Unicode Character Database (UCD) in XML Format

WARNING: FORMAT IS DRAFT!

MD 2000.10.16

Using Internet Explorer

The UCD-Main.xml file can be read in Internet Explorer (5.0 and above). However:

  • It may take a few minutes to load completely.
  • The XML parser in IE does not appear to be conformant: it seems to break on the following valid code points (and others):
    • <IEbugs
      c1='&#xFFF9;'
      c2='&#xFFFA;'
      c3='&#xFFFB;'
      c4='&#xFFFC;'
      c5='&#xFFFD;'
      c6='&#xF0000;'
      c7='&#xFFFFD;'
      c8='&#x100000;'
      c9='&#x10FFFD;'/>

UCD-Main.xml provides an XML format for the main files in the Unicode Character Database. These include:

Other files in the UCD have very different structure or purpose, and are best expressed with separate files. Some annotational data, such as that in NamesList.txt or the 10646 comment in UnicodeData, is also best served with separate files. The current UCD files not yet in XML format are:

Format

The Unicode blocks are provided as a list of <block .../> elements, with attributes providing the start, end, and name.

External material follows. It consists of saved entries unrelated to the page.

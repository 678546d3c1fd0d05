//! Error types for wave-relay.

use std::time::Duration;

/// Error raised while bringing the relay up.
#[derive(Debug, thiserror::Error)]
pub enum RelayError {
    /// Configuration error.
    #[error("configuration error: {0}")]
    Config(#[from] crate::config::ConfigError),

    /// Storage error.
    #[error("storage error: {0}")]
    Storage(#[from] StorageError),
}

/// Storage layer errors.
#[derive(Debug, thiserror::Error)]
pub enum StorageError {
    /// Database error.
    #[error("database error: {0}")]
    Database(#[from] sqlx::Error),

    /// A unique constraint was violated.
    #[error("{entity} already exists")]
    Conflict {
        /// What kind of record collided.
        entity: &'static str,
    },

    /// A stored row could not be decoded.
    #[error("corrupt row in {table}: {reason}")]
    CorruptRow {
        /// Table the row came from.
        table: &'static str,
        /// What was wrong with it.
        reason: String,
    },
}

/// Token lifecycle errors.
///
/// Every variant is reported to callers as unauthenticated or internal;
/// the distinctions exist for logging.
#[derive(Debug, thiserror::Error)]
pub enum AuthError {
    /// Credential is missing, unknown, expired, or revoked.
    #[error("unauthenticated: {reason}")]
    Unauthenticated {
        /// Internal reason, never sent to the caller.
        reason: &'static str,
    },

    /// A token was requested with a zero lifetime.
    #[error("token lifetime must be positive")]
    InvalidTtl,

    /// The backing store did not answer within the deadline.
    #[error("token store timed out after {0:?}")]
    Timeout(Duration),

    /// Secret generation failed.
    #[error("secret generation failed: {0}")]
    Secret(#[from] wave_types::TypesError),

    /// Persistence failure underneath a token operation.
    #[error("token store failure: {0}")]
    Storage(#[from] StorageError),
}

impl AuthError {
    /// Shorthand for an unauthenticated outcome.
    pub fn unauthenticated(reason: &'static str) -> Self {
        Self::Unauthenticated { reason }
    }

    /// True when the error reflects the credential rather than the infrastructure.
    pub fn is_unauthenticated(&self) -> bool {
        matches!(self, Self::Unauthenticated { .. })
    }
}

/// Result type alias for relay startup.
pub type Result<T> = std::result::Result<T, RelayError>;

/// Result type alias for token operations.
pub type AuthResult<T> = std::result::Result<T, AuthError>;

#[cfg(test)]
mod tests {
    use super::*;

    #[test]
    fn auth_error_display() {
        assert_eq!(
            AuthError::unauthenticated("expired").to_string(),
            "unauthenticated: expired"
        );
        assert_eq!(
            AuthError::Timeout(Duration::from_secs(5)).to_string(),
            "token store timed out after 5s"
        );
    }

    #[test]
    fn storage_errors_are_not_unauthenticated() {
        let err = AuthError::from(StorageError::Conflict { entity: "token" });
        assert!(!err.is_unauthenticated());
        assert!(AuthError::unauthenticated("unknown").is_unauthenticated());
    }

    #[test]
    fn conflict_display() {
        let err = StorageError::Conflict { entity: "account" };
        assert_eq!(err.to_string(), "account already exists");
    }
}
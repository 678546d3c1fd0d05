//! # wave-relay
//!
//! Zero-knowledge relay backend for Wave.
//!
//! This crate owns the session lifecycle of the relay:
//! - Issues opaque bearer tokens and stores only their SHA-256 hashes
//! - Resolves tokens to subjects on protected routes
//! - Rotates, revokes and reaps tokens
//! - Bounds per-client request rates with sliding windows
//!
//! The relay never sees plaintext or usable key material. Clients register
//! with key material they encrypted themselves.
//!
//! ## Architecture
//!
//! ```text
//!  client ──HTTP──► general limiter ──► auth limiter ──► credential handlers
//!                         │                                   │
//!                         └──► auth gate ──► account handlers │
//!                                   │                         │
//!                             ┌─────┴─────────────────────────┴──┐
//!                             │          TokenService            │
//!                             │  ┌────────────────────────────┐  │
//!                             │  │ SQLite (tokens, accounts)  │  │
//!                             │  └────────────────────────────┘  │
//!                             └──────────────▲───────────────────┘
//!                                            │
//!                                          reaper
//! ```

#![warn(missing_docs)]
#![warn(clippy::all)]

pub mod auth;
pub mod config;
pub mod error;
pub mod http;
pub mod limits;
pub mod reaper;
pub mod server;
pub mod storage;
pub mod tokens;
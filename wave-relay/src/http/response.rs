//! Response envelope and the API error taxonomy.
//!
//! Every JSON response carries `success`. Errors add a human-readable
//! `error` and a stable `code`; internal causes are logged, never sent.

use crate::error::{AuthError, StorageError};
use crate::limits::RateLimitError;
use axum::{
    extract::rejection::JsonRejection,
    http::StatusCode,
    response::{IntoResponse, Response},
    Json,
};
use serde::Serialize;

/// Message returned for any rejected credential.
pub const INVALID_CREDENTIALS: &str = "Invalid or expired token";

/// Successful response body.
#[derive(Debug, Serialize)]
pub struct ApiResponse<T> {
    /// Always `true`.
    pub success: bool,
    /// Endpoint payload.
    pub data: T,
}

impl<T: Serialize> ApiResponse<T> {
    /// Wrap `data` in a success envelope.
    pub fn ok(data: T) -> Json<Self> {
        Json(Self {
            success: true,
            data,
        })
    }
}

#[derive(Serialize)]
struct ErrorBody<'a> {
    success: bool,
    error: &'a str,
    code: &'static str,
}

/// Errors surfaced to HTTP callers.
#[derive(Debug, thiserror::Error)]
pub enum ApiError {
    /// Missing, unknown, expired or revoked credential.
    #[error("{0}")]
    Unauthenticated(String),

    /// Rejected by a rate limiter.
    #[error(transparent)]
    RateLimited(#[from] RateLimitError),

    /// Malformed request.
    #[error("{0}")]
    BadRequest(String),

    /// Resource already exists.
    #[error("{0}")]
    Conflict(String),

    /// Resource does not exist.
    #[error("{0}")]
    NotFound(String),

    /// Infrastructure failure; details are in the logs.
    #[error("An internal error occurred")]
    Internal,
}

impl ApiError {
    /// Shorthand for an unauthenticated outcome.
    pub fn unauthenticated(message: impl Into<String>) -> Self {
        Self::Unauthenticated(message.into())
    }

    /// HTTP status and stable error code.
    pub fn status_and_code(&self) -> (StatusCode, &'static str) {
        match self {
            Self::Unauthenticated(_) => (StatusCode::UNAUTHORIZED, "UNAUTHENTICATED"),
            Self::RateLimited(_) => (StatusCode::TOO_MANY_REQUESTS, "RATE_LIMIT_EXCEEDED"),
            Self::BadRequest(_) => (StatusCode::BAD_REQUEST, "BAD_REQUEST"),
            Self::Conflict(_) => (StatusCode::CONFLICT, "CONFLICT"),
            Self::NotFound(_) => (StatusCode::NOT_FOUND, "NOT_FOUND"),
            Self::Internal => (StatusCode::INTERNAL_SERVER_ERROR, "INTERNAL"),
        }
    }
}

impl IntoResponse for ApiError {
    fn into_response(self) -> Response {
        let (status, code) = self.status_and_code();
        let message = self.to_string();
        let body = ErrorBody {
            success: false,
            error: &message,
            code,
        };
        (status, Json(body)).into_response()
    }
}

impl From<AuthError> for ApiError {
    fn from(err: AuthError) -> Self {
        match err {
            AuthError::Unauthenticated { reason } => {
                tracing::debug!(reason, "Credential rejected");
                Self::unauthenticated(INVALID_CREDENTIALS)
            }
            AuthError::Timeout(deadline) => {
                tracing::error!("Token store timed out after {:?}", deadline);
                Self::Internal
            }
            other => {
                tracing::error!("Token operation failed: {}", other);
                Self::Internal
            }
        }
    }
}

impl From<StorageError> for ApiError {
    fn from(err: StorageError) -> Self {
        match err {
            StorageError::Conflict { entity } => Self::Conflict(format!("{} already exists", entity)),
            other => {
                tracing::error!("Storage operation failed: {}", other);
                Self::Internal
            }
        }
    }
}

impl From<JsonRejection> for ApiError {
    fn from(rejection: JsonRejection) -> Self {
        Self::BadRequest(rejection.body_text())
    }
}
//! Main WaveRelay server state.
//!
//! WaveRelay owns storage, the token service, the rate limiters and the
//! metrics counters. One instance is shared by every request handler.

use crate::config::Config;
use crate::error::Result;
use crate::limits::RateLimits;
use crate::storage::{SqliteStorage, TokenStore};
use crate::tokens::TokenService;
use std::sync::atomic::AtomicU64;
use std::sync::Arc;

/// Operational metrics for monitoring relay activity.
///
/// All counters are monotonically increasing (reset only on restart).
#[derive(Debug, Default)]
pub struct RelayMetrics {
    /// Total HTTP requests admitted by the general limiter.
    pub requests_total: AtomicU64,
    /// Accounts registered since startup.
    pub accounts_registered: AtomicU64,
    /// Tokens issued by register or login.
    pub tokens_issued: AtomicU64,
    /// Tokens exchanged by refresh.
    pub tokens_refreshed: AtomicU64,
    /// Tokens removed by logout, logout-all or account deletion.
    pub tokens_revoked: AtomicU64,
    /// Requests rejected as unauthenticated.
    pub auth_failures: AtomicU64,
    /// Total rate limit rejections (general + auth).
    pub rate_limit_hits: AtomicU64,
    /// Requests that ended in an internal error.
    pub errors_total: AtomicU64,
}

/// Main relay server.
pub struct WaveRelay {
    config: Config,
    storage: Arc<SqliteStorage>,
    tokens: Arc<TokenService>,
    /// Sliding-window limiters for general and auth traffic.
    rate_limits: RateLimits,
    metrics: RelayMetrics,
}

impl std::fmt::Debug for WaveRelay {
    fn fmt(&self, f: &mut std::fmt::Formatter<'_>) -> std::fmt::Result {
        f.debug_struct("WaveRelay")
            .field("config", &self.config)
            .field("tokens", &self.tokens)
            .field("rate_limits", &self.rate_limits)
            .field("metrics", &self.metrics)
            .finish_non_exhaustive()
    }
}

impl WaveRelay {
    /// Create a new WaveRelay with the given config and storage.
    pub fn new(config: Config, storage: SqliteStorage) -> Self {
        let storage = Arc::new(storage);
        Self::with_token_store(config, storage.clone(), storage)
    }

    /// Create a WaveRelay whose token service runs over `token_store`
    /// instead of `storage`.
    pub fn with_token_store(
        config: Config,
        storage: Arc<SqliteStorage>,
        token_store: Arc<dyn TokenStore>,
    ) -> Self {
        let tokens = Arc::new(TokenService::new(token_store, config.auth.token_ttl()));
        let rate_limits = RateLimits::new(&config.limits);
        Self {
            config,
            storage,
            tokens,
            rate_limits,
            metrics: RelayMetrics::default(),
        }
    }

    /// Validate `config` and open the database it names.
    pub async fn open(config: Config) -> Result<Self> {
        config.validate()?;
        let storage = SqliteStorage::new(&config.storage.database).await?;
        Ok(Self::new(config, storage))
    }

    /// Get the relay configuration.
    pub fn config(&self) -> &Config {
        &self.config
    }

    /// Get access to the storage layer.
    pub fn storage(&self) -> &SqliteStorage {
        &self.storage
    }

    /// Get a clone of the storage Arc for background tasks.
    pub fn storage_arc(&self) -> Arc<SqliteStorage> {
        self.storage.clone()
    }

    /// Get access to the token service.
    pub fn tokens(&self) -> &TokenService {
        &self.tokens
    }

    /// Get a clone of the token service Arc for background tasks.
    pub fn tokens_arc(&self) -> Arc<TokenService> {
        self.tokens.clone()
    }

    /// Get access to the rate limiters.
    pub fn rate_limits(&self) -> &RateLimits {
        &self.rate_limits
    }

    /// Get access to the operational metrics.
    pub fn metrics(&self) -> &RelayMetrics {
        &self.metrics
    }
}
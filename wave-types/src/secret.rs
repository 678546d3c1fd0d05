//! Opaque bearer secrets and their one-way hashes.
//!
//! A [`TokenSecret`] is handed to the client exactly once at issuance; only
//! its [`SecretHash`] is ever persisted. SHA-256 is sufficient here: the
//! secret carries 256 bits of entropy, so it can be stolen but not guessed.

use crate::TypesError;
use sha2::{Digest, Sha256};
use std::fmt;
use zeroize::Zeroizing;

/// Number of random bytes in a freshly issued secret.
pub const SECRET_BYTES: usize = 32;

/// A raw bearer secret, hex-encoded.
///
/// The backing buffer is zeroed on drop and `Debug` never prints it.
#[derive(Clone)]
pub struct TokenSecret(Zeroizing<String>);

impl TokenSecret {
    /// Generate a new secret from the OS random source.
    ///
    /// Produces [`SECRET_BYTES`] random bytes rendered as 64 hex characters.
    pub fn generate() -> Result<Self, TypesError> {
        let mut bytes = Zeroizing::new([0u8; SECRET_BYTES]);
        getrandom::getrandom(&mut *bytes).map_err(|e| TypesError::Random(e.to_string()))?;
        Ok(Self(Zeroizing::new(hex::encode(&*bytes))))
    }

    /// Wrap a secret presented by a client.
    ///
    /// No format check is made; an unknown value simply fails lookup.
    pub fn from_presented(secret: String) -> Self {
        Self(Zeroizing::new(secret))
    }

    /// The raw secret, for the single hand-off to the client.
    pub fn expose(&self) -> &str {
        &self.0
    }

    /// Compute the storage hash of this secret.
    pub fn hash(&self) -> SecretHash {
        SecretHash::of(self.expose())
    }
}

impl fmt::Debug for TokenSecret {
    fn fmt(&self, f: &mut fmt::Formatter<'_>) -> fmt::Result {
        f.write_str("TokenSecret(<redacted>)")
    }
}

/// SHA-256 of a [`TokenSecret`]; the only form that reaches storage.
#[derive(Clone, Copy, PartialEq, Eq, Hash)]
pub struct SecretHash([u8; 32]);

impl SecretHash {
    /// Hash a raw secret string.
    pub fn of(secret: &str) -> Self {
        let digest = Sha256::digest(secret.as_bytes());
        let mut bytes = [0u8; 32];
        bytes.copy_from_slice(&digest);
        Self(bytes)
    }

    /// Create a SecretHash from raw bytes.
    pub fn from_bytes(bytes: &[u8]) -> Option<Self> {
        if bytes.len() == 32 {
            let mut arr = [0u8; 32];
            arr.copy_from_slice(bytes);
            Some(Self(arr))
        } else {
            None
        }
    }

    /// Get the raw bytes of this hash.
    pub fn as_bytes(&self) -> &[u8; 32] {
        &self.0
    }

    /// First eight hex characters, for log correlation.
    pub fn short(&self) -> String {
        hex::encode(&self.0[..4])
    }
}

impl fmt::Display for SecretHash {
    fn fmt(&self, f: &mut fmt::Formatter<'_>) -> fmt::Result {
        write!(f, "{}", hex::encode(self.0))
    }
}

impl fmt::Debug for SecretHash {
    fn fmt(&self, f: &mut fmt::Formatter<'_>) -> fmt::Result {
        write!(f, "SecretHash({})", self.short())
    }
}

Each assigned code point is a <e .../> element, with attributes supplying specific properties. The meaning of the attributes is specified below. There is one exception: large ranges of code points  for characters such as Hangul Syllables are abbreviated by indicating the start and end of the range.

Because of the volume of data, the attribute names are abbreviated. A key explains the abbreviations, and relates them to the fields and values of the original UCD semicolon-delimited files. With few exceptions, the values in the XML are directly copied from data in the original UCD semicolon-delimited files. Those exceptions are described below.

Numeric character references (NCRs) are used to encode the Unicode code points. Some Unicode code points cannot be transmitted in XML, even as NCRs (see http://www.w3.org/TR/REC-xml#charsets), or would not be visibly distinct (TAB, CR, LF) in the data. Such code points are represented by '#xX;', where X is a hex number.

Attribute Abbreviations

To reduce the size of the document, the following attribute abbreviations are used. If an attribute is missing, that means it gets a default value. The defaults are listed in parentheses below. If there is no specific default, then a missing attribute should be read as N/A (not applicable). A default with '=' means the default is the value of another other field (recursively!). Thus if the titlecase attribute is missing, then the value is the same as the uppercase. If that in turn is missing, then the value is the same as the code point itself.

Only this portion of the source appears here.